* **Saved entries**:

========================

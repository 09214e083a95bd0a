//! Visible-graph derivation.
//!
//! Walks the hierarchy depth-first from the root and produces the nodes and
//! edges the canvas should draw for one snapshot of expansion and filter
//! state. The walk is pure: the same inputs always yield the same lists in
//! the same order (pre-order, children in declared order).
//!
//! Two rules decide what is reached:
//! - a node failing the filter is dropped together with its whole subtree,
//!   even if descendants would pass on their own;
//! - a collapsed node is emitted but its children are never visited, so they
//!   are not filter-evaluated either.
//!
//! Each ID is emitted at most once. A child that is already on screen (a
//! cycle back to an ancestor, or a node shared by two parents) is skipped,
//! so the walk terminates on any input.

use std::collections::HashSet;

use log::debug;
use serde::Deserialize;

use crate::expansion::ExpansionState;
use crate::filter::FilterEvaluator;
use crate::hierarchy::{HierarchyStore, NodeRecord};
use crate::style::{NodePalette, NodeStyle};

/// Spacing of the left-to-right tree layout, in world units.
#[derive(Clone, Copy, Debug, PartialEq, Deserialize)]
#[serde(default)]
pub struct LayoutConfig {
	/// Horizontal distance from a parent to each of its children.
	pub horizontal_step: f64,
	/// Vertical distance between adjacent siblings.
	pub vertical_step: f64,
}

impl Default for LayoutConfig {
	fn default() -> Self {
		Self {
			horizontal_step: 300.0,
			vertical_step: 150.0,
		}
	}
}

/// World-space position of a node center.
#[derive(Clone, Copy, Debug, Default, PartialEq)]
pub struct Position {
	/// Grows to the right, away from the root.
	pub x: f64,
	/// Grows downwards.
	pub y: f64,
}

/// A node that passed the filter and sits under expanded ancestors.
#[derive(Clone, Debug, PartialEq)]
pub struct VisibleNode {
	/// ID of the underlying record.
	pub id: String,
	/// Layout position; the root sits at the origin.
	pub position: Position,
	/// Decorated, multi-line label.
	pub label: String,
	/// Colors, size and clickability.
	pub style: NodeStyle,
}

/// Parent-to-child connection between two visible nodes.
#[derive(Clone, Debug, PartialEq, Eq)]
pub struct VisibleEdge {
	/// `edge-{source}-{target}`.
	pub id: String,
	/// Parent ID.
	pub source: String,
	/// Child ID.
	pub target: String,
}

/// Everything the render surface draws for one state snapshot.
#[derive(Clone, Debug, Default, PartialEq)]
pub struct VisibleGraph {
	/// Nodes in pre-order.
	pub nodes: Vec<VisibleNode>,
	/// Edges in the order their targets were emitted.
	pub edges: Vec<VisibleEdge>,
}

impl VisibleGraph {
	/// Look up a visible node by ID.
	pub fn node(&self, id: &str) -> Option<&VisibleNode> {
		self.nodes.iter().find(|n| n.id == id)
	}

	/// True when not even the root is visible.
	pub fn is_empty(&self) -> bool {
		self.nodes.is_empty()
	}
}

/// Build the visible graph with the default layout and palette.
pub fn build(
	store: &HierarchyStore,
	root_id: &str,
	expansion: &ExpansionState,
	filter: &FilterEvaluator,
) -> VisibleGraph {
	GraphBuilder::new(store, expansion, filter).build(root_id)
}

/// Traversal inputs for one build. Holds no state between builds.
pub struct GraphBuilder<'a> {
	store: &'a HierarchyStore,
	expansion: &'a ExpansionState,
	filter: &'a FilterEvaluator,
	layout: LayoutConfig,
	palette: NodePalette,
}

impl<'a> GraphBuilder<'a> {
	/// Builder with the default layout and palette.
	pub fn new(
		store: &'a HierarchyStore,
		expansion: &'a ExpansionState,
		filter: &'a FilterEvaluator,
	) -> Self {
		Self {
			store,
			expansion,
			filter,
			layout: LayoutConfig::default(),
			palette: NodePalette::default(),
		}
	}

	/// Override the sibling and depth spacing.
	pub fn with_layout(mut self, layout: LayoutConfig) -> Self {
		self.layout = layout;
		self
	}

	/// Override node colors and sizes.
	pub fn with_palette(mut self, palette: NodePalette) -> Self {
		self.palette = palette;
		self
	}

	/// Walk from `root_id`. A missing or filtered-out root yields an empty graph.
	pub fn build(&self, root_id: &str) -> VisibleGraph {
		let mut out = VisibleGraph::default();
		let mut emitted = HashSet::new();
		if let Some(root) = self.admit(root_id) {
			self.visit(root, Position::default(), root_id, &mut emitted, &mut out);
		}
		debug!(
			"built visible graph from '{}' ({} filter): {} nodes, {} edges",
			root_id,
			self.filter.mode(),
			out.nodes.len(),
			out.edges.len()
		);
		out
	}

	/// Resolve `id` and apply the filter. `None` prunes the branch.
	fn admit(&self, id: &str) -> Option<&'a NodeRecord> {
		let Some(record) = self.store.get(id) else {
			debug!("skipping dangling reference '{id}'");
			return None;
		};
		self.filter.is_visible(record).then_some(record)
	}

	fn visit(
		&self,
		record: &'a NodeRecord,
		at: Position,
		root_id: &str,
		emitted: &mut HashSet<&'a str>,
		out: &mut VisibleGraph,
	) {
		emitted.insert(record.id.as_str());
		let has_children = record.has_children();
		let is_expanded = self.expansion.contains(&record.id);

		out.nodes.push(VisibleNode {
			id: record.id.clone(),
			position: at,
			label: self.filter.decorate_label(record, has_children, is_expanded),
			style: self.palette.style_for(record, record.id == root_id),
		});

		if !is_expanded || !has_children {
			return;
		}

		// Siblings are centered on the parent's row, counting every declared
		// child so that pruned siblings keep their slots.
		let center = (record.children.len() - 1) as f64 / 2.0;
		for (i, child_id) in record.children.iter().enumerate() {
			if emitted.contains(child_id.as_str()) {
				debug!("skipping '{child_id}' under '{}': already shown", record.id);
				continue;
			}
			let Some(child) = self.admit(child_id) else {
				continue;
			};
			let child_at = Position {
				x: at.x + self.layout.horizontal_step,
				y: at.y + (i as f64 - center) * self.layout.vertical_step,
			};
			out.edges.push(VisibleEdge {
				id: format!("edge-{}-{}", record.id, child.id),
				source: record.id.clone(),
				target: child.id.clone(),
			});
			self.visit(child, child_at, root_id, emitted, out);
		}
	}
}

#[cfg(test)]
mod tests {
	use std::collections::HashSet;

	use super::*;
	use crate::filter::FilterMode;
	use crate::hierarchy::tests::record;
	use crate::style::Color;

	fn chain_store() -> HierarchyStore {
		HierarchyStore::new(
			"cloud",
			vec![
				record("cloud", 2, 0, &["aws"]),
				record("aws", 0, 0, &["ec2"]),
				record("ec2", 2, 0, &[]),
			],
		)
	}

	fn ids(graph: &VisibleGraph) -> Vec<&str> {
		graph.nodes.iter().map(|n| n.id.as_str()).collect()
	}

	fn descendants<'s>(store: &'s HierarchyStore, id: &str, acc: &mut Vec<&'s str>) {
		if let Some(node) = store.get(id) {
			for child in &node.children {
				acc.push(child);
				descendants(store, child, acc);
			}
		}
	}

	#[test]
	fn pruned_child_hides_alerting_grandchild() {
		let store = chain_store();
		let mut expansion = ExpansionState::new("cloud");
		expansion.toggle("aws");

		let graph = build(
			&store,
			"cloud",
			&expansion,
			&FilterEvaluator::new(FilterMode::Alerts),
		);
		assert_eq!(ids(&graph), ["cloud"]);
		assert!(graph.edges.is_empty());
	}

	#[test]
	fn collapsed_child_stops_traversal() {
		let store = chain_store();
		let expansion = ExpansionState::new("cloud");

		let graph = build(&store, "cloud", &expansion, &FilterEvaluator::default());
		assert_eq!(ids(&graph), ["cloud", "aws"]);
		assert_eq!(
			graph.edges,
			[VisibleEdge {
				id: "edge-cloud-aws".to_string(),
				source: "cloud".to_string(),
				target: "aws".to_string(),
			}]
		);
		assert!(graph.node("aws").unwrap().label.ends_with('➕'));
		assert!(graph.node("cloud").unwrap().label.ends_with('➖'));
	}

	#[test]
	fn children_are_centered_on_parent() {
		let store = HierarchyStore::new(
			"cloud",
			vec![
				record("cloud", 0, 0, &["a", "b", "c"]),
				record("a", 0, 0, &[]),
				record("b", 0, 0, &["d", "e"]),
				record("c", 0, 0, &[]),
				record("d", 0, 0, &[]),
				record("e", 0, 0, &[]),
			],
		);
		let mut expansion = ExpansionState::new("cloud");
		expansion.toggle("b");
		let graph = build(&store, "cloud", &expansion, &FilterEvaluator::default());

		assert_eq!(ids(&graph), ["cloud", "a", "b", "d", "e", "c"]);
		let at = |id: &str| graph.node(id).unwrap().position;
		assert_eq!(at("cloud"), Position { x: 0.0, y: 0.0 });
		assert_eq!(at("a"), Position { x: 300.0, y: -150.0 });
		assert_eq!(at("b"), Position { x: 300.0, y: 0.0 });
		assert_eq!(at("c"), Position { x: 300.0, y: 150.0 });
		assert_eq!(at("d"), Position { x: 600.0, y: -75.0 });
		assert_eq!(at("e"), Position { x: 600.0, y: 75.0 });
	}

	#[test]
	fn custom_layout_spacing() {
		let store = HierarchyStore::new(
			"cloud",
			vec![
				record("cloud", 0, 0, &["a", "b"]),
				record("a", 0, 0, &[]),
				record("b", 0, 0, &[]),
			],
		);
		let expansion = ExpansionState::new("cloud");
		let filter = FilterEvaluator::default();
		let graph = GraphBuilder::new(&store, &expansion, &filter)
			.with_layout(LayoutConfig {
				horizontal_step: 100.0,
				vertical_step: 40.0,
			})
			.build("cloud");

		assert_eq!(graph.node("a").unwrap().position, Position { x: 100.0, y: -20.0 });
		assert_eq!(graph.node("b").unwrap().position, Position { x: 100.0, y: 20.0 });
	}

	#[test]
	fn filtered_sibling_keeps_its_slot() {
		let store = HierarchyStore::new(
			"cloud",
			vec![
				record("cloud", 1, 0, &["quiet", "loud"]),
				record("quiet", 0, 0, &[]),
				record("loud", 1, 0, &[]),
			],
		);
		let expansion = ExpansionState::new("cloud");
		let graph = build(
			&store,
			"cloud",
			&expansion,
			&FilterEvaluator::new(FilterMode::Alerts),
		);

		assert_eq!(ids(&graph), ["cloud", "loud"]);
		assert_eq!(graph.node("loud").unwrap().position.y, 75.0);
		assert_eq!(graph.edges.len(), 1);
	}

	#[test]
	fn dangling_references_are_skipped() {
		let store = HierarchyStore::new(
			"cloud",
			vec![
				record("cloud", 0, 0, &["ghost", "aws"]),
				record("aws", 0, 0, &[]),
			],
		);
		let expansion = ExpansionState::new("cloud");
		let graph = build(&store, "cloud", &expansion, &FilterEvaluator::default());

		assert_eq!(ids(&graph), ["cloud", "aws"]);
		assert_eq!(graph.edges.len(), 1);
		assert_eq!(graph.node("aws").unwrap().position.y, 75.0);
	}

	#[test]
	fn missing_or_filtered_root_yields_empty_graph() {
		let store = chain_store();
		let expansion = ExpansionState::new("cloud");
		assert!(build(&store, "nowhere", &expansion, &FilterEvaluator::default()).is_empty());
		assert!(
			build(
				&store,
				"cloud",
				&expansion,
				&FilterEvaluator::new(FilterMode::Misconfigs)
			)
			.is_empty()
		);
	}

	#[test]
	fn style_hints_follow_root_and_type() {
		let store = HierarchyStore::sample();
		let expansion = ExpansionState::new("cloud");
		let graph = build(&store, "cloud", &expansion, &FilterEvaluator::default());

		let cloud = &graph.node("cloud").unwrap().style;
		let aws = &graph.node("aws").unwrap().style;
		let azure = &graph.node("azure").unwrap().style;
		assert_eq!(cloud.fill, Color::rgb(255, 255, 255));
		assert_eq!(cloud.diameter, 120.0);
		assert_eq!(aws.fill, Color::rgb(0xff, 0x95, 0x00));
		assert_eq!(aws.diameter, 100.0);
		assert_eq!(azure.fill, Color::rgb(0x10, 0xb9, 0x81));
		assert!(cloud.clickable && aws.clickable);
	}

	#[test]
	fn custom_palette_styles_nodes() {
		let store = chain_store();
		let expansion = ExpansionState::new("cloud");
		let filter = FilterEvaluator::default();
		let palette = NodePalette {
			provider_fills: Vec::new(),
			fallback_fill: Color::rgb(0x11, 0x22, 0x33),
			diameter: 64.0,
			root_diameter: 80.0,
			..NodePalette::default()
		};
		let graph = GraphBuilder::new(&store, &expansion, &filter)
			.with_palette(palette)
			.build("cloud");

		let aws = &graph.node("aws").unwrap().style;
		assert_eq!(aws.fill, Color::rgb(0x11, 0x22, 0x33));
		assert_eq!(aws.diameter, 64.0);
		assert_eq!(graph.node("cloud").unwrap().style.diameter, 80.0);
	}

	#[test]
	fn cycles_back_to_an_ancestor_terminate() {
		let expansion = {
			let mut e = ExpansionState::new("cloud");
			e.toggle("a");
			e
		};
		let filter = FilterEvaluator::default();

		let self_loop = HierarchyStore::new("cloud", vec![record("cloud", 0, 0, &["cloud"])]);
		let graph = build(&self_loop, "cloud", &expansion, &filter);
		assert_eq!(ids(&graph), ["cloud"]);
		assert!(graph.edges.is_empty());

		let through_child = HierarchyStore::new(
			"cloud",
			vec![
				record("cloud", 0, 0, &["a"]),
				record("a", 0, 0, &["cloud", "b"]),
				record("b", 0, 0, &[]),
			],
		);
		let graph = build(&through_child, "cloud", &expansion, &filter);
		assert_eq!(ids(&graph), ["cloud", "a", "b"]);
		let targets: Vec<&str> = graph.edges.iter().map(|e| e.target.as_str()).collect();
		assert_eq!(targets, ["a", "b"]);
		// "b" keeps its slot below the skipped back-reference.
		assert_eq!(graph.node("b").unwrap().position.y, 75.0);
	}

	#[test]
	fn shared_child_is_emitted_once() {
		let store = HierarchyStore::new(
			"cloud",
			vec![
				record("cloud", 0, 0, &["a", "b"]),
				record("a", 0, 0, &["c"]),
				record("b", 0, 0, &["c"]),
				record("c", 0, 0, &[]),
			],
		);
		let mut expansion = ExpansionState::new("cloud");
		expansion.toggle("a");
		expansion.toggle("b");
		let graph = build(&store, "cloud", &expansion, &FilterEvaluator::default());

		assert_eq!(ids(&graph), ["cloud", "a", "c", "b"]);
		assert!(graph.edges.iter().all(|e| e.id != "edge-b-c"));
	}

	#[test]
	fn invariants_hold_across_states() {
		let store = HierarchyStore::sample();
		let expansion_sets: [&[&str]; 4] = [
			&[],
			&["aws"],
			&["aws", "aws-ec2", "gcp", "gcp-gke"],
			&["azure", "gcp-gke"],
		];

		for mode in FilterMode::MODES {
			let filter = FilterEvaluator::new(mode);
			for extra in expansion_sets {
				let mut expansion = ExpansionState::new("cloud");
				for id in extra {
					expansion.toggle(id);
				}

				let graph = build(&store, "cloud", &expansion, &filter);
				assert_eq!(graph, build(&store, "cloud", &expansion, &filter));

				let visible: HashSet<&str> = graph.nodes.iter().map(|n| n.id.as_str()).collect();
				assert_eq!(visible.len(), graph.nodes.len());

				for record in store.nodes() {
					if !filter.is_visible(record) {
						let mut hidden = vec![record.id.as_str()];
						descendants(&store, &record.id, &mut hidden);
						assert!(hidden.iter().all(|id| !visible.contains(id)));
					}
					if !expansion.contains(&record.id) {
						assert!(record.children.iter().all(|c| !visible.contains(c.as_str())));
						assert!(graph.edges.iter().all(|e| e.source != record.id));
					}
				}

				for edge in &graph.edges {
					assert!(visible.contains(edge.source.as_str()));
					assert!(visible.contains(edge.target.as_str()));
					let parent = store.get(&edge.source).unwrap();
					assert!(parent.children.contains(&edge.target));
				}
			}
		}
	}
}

========================

* **Problem description**: Return the lines above that include the string "between".

* **Result**:
	/// Vertical distance between adjacent siblings.
/// Parent-to-child connection between two visible nodes.
/// Traversal inputs for one build. Holds no state between builds.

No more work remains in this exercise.